You have to frequently check webpage statistics and take action depending on the statistics result. For example if the number of visitors decreased last month then you have to do something about it. Find out what went wrong, maybe. Also you have to often check bandwidth and space usage for every domain/website account. You may also want to check subdomains stats/usage too.

2. Login Details Maintenance:

Having a lot of websites/domains means that you have to deal with a lot of usernames and passwords. It's not a good idea to stick with one password for all your websites or accounts. I hope you understand that. Keeping good track of all your website's login details also helps when you want to access those websites via FTP. Setting FTP access and logging in to the servers can be frustrating.

3. Taking Backups:

If your web server does not support automatic back ups then it's your responsibility to take copies of your website's data. This is especially important when you have running databases (e.g. when you have a forum or portal). Taking frequent back ups can also help when you want to change servers.

4. Email Management:

Managing multiple domains and websites means a lot of email addresses. How do you deal with that? The smartest way to go through it, is by using email forwarding. I hope your server supports this feature since it is a common one. The idea is to redirect all email-messages from one e-mail address to another. That way, you can have a main email address and multiple other -redirect- email addresses. All messages will be redirected to your main email address.

5. Client Management:

A lot of webmasters, apart from owing websites, they also offer webhosting services to people. Everyone is tempted to make some extra cash this way. I only host websites for people i personally know. Anyway, if you have some clients you have to keep track of their domain and webhosting accounts.

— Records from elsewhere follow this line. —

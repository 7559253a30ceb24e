use std::sync::Arc;

use quarry::query::ast::{SelectStatement, Statement, Target};
use quarry::query::expr::Condition;
use quarry::query::planner::SelectPlanner;
use quarry::query::steps::{OrderItem, ProjectionItem};
use quarry::query::{create_plan, ExecutionContext, ExecutionPlan, Value};
use quarry::storage::{IndexDefinition, MemoryDatabase};
use quarry::Result;

fn names(plan: &ExecutionPlan) -> Vec<&'static str> {
    plan.steps().iter().map(|step| step.name()).collect()
}

fn people() -> Result<Arc<MemoryDatabase>> {
    let db = MemoryDatabase::new();
    db.create_type("Person", &[])?;
    db.create_index(IndexDefinition::ordered("Person.age", "Person", &["age"]))?;
    db.create_index(IndexDefinition::hash("Person.name", "Person", &["name"]))?;
    for (name, age) in [("ann", 31), ("bob", 25), ("cid", 40), ("dan", 25), ("eve", 19)] {
        db.insert("Person", [("name", Value::from(name)), ("age", Value::from(age))])?;
    }
    Ok(db)
}

fn column(rows: &[quarry::query::Tuple], name: &str) -> Vec<Value> {
    rows.iter()
        .map(|row| row.get(name).cloned().unwrap_or(Value::Null))
        .collect()
}

#[test]
fn equality_uses_hash_index() -> Result<()> {
    let db = people()?;
    let mut ctx = ExecutionContext::new(db.database());
    let statement = SelectStatement::from_type("Person")
        .filter(Condition::eq("name", "cid"))
        .project(ProjectionItem::property("age"));
    let plan = SelectPlanner::create_plan(&statement, &ctx)?;
    assert_eq!(names(&plan)[0], "FETCH FROM INDEX");
    let root = plan.explain().expect("explain tree");
    assert_eq!(root.op, "CALCULATE PROJECTIONS");
    let rows = plan.execute(&mut ctx)?.into_vec()?;
    assert_eq!(column(&rows, "age"), vec![Value::Int(40)]);
    Ok(())
}

#[test]
fn range_scan_leaves_residual_filter() -> Result<()> {
    let db = people()?;
    let mut ctx = ExecutionContext::new(db.database());
    let statement = SelectStatement::from_type("Person")
        .filter(Condition::and_all(vec![
            Condition::ge("age", 25),
            Condition::ne("name", "bob"),
        ]))
        .order_by(OrderItem::asc("age"))
        .project(ProjectionItem::property("name"));
    let plan = SelectPlanner::create_plan(&statement, &ctx)?;
    assert_eq!(
        names(&plan),
        vec![
            "FETCH FROM INDEX",
            "GET VALUES FROM INDEX ENTRIES",
            "FILTER ITEMS WHERE",
            "CALCULATE PROJECTIONS"
        ]
    );
    let rows = plan.execute(&mut ctx)?.into_vec()?;
    assert_eq!(
        column(&rows, "name"),
        vec![Value::from("dan"), Value::from("ann"), Value::from("cid")]
    );
    Ok(())
}

#[test]
fn disjunction_over_two_indexes_runs_in_parallel() -> Result<()> {
    let db = people()?;
    let mut ctx = ExecutionContext::new(db.database());
    let statement = SelectStatement::from_type("Person").filter(Condition::or_all(vec![
        Condition::eq("name", "eve"),
        Condition::lt("age", 26),
    ]));
    let plan = SelectPlanner::create_plan(&statement, &ctx)?;
    assert_eq!(names(&plan), vec!["PARALLEL", "DISTINCT"]);
    let rows = plan.execute(&mut ctx)?.into_vec()?;
    // eve matches both branches and is returned once
    assert_eq!(rows.len(), 3);
    Ok(())
}

#[test]
fn in_list_opens_one_cursor_per_key() -> Result<()> {
    let db = people()?;
    let mut ctx = ExecutionContext::new(db.database());
    let statement =
        SelectStatement::from_type("Person").filter(Condition::in_list("age", [19, 25, 25, 99]));
    let plan = SelectPlanner::create_plan(&statement, &ctx)?;
    let rows = plan.execute(&mut ctx)?.into_vec()?;
    assert_eq!(rows.len(), 3);
    let index = db.memory_index("Person.age").expect("index exists");
    assert_eq!(index.cursors().opened(), 3);
    assert_eq!(index.cursors().open(), 0);
    Ok(())
}

#[test]
fn unindexed_predicate_scans_the_type() -> Result<()> {
    let db = people()?;
    let mut ctx = ExecutionContext::new(db.database());
    let statement = SelectStatement::from_type("Person")
        .filter(Condition::gt("name", "c"))
        .order_by(OrderItem::desc("name"))
        .limit(2)
        .project(ProjectionItem::property("name"));
    let plan = SelectPlanner::create_plan(&statement, &ctx)?;
    assert_eq!(
        names(&plan),
        vec![
            "FETCH FROM TYPE",
            "FILTER ITEMS WHERE",
            "ORDER BY",
            "CALCULATE PROJECTIONS",
            "LIMIT"
        ]
    );
    let rows = plan.execute(&mut ctx)?.into_vec()?;
    assert_eq!(column(&rows, "name"), vec![Value::from("eve"), Value::from("dan")]);
    Ok(())
}

#[test]
fn subclasses_are_fetched_through_their_own_indexes() -> Result<()> {
    let db = MemoryDatabase::new();
    db.create_abstract_type("Vehicle", &[])?;
    db.create_type("Car", &["Vehicle"])?;
    db.create_type("Bike", &["Vehicle"])?;
    db.create_index(IndexDefinition::ordered("Car.wheels", "Car", &["wheels"]))?;
    db.create_index(IndexDefinition::ordered("Bike.wheels", "Bike", &["wheels"]))?;
    db.insert("Car", [("wheels", 4)])?;
    db.insert("Bike", [("wheels", 2)])?;
    db.insert("Bike", [("wheels", 3)])?;
    let mut ctx = ExecutionContext::new(db.database());
    let statement = SelectStatement::from_type("Vehicle").filter(Condition::le("wheels", 3));
    let plan = SelectPlanner::create_plan(&statement, &ctx)?;
    assert_eq!(names(&plan), vec!["PARALLEL"]);
    assert_eq!(plan.execute(&mut ctx)?.into_vec()?.len(), 2);
    Ok(())
}

#[test]
fn concrete_empty_supertype_is_scanned_not_split() -> Result<()> {
    let db = MemoryDatabase::new();
    db.create_type("Vehicle", &[])?;
    db.create_type("Car", &["Vehicle"])?;
    db.create_type("Bike", &["Vehicle"])?;
    db.create_index(IndexDefinition::ordered("Car.wheels", "Car", &["wheels"]))?;
    db.create_index(IndexDefinition::ordered("Bike.wheels", "Bike", &["wheels"]))?;
    db.insert("Car", [("wheels", 4)])?;
    db.insert("Bike", [("wheels", 2)])?;
    db.insert("Bike", [("wheels", 3)])?;
    let mut ctx = ExecutionContext::new(db.database());
    let statement = SelectStatement::from_type("Vehicle").filter(Condition::le("wheels", 3));
    let plan = SelectPlanner::create_plan(&statement, &ctx)?;
    assert_eq!(names(&plan), vec!["FETCH FROM TYPE", "FILTER ITEMS WHERE"]);
    assert_eq!(plan.execute(&mut ctx)?.into_vec()?.len(), 2);
    Ok(())
}

#[test]
fn in_list_scans_keep_requested_order() -> Result<()> {
    let db = people()?;
    let mut ctx = ExecutionContext::new(db.database());
    for (item, expected) in [
        (OrderItem::asc("age"), vec![19, 25, 25, 40]),
        (OrderItem::desc("age"), vec![40, 25, 25, 19]),
    ] {
        let statement = SelectStatement::from_type("Person")
            .filter(Condition::in_list("age", [40, 19, 25]))
            .order_by(item);
        let plan = SelectPlanner::create_plan(&statement, &ctx)?;
        assert!(!names(&plan).contains(&"ORDER BY"));
        let rows = plan.execute(&mut ctx)?.into_vec()?;
        let ages = rows
            .iter()
            .map(|row| row.property("age", &ctx))
            .collect::<Result<Vec<_>>>()?;
        let expected: Vec<Value> = expected.into_iter().map(Value::from).collect();
        assert_eq!(ages, expected);
    }
    Ok(())
}

#[test]
fn dispatch_covers_every_target_kind() -> Result<()> {
    let db = people()?;
    let mut ctx = ExecutionContext::new(db.database());
    let rids: Vec<_> = {
        let plan = create_plan(&SelectStatement::from_type("Person").into(), &ctx)?;
        plan.execute(&mut ctx)?
            .into_vec()?
            .iter()
            .filter_map(|row| row.rid())
            .collect()
    };
    assert_eq!(rids.len(), 5);

    let by_rid: Statement = SelectStatement::new(Target::Rids(rids[..2].to_vec())).into();
    assert_eq!(create_plan(&by_rid, &ctx)?.execute(&mut ctx)?.into_vec()?.len(), 2);

    let by_cluster: Statement =
        SelectStatement::new(Target::Clusters(vec!["person".into()])).into();
    assert_eq!(create_plan(&by_cluster, &ctx)?.execute(&mut ctx)?.into_vec()?.len(), 5);

    let nested: Statement = SelectStatement::new(Target::Subquery(Box::new(
        SelectStatement::from_type("Person")
            .filter(Condition::eq("age", 25))
            .into(),
    )))
    .distinct()
    .into();
    assert_eq!(create_plan(&nested, &ctx)?.execute(&mut ctx)?.into_vec()?.len(), 2);

    let missing: Statement = SelectStatement::new(Target::Clusters(vec!["nowhere".into()])).into();
    let err = create_plan(&missing, &ctx).unwrap_err();
    assert_eq!(err.code(), "ClusterNotFound");
    Ok(())
}

#[test]
fn explain_json_names_the_index() -> Result<()> {
    let db = people()?;
    let ctx = ExecutionContext::new(db.database());
    let plan = SelectPlanner::create_plan(
        &SelectStatement::from_type("Person").filter(Condition::eq("age", 25)),
        &ctx,
    )?;
    let json = plan.explain_json()?;
    assert!(json.contains("Person.age"), "{json}");
    assert!(plan.pretty_print(0, 2).contains("FETCH FROM INDEX"));
    Ok(())
}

Here are some issues that may arise:

- Domain expiry issues

- Account bandwidth limit reached issue

- Name server management issues

- Client support issues (online, phone etc)

- Finances

and more.. It takes a lot of time and effort to deal with all that!

6. Website/Domain Management Software:

If you use WHM/CPanel control panels you have a lot of control over your accounts. I've tried lots of control panels and they all offer more or less the same level of control but I stick to WHM/CPanel. Now, there's software based on these control panels that helps you automate webmaster tasks and manage multiple websites and accounts even if they reside in different servers.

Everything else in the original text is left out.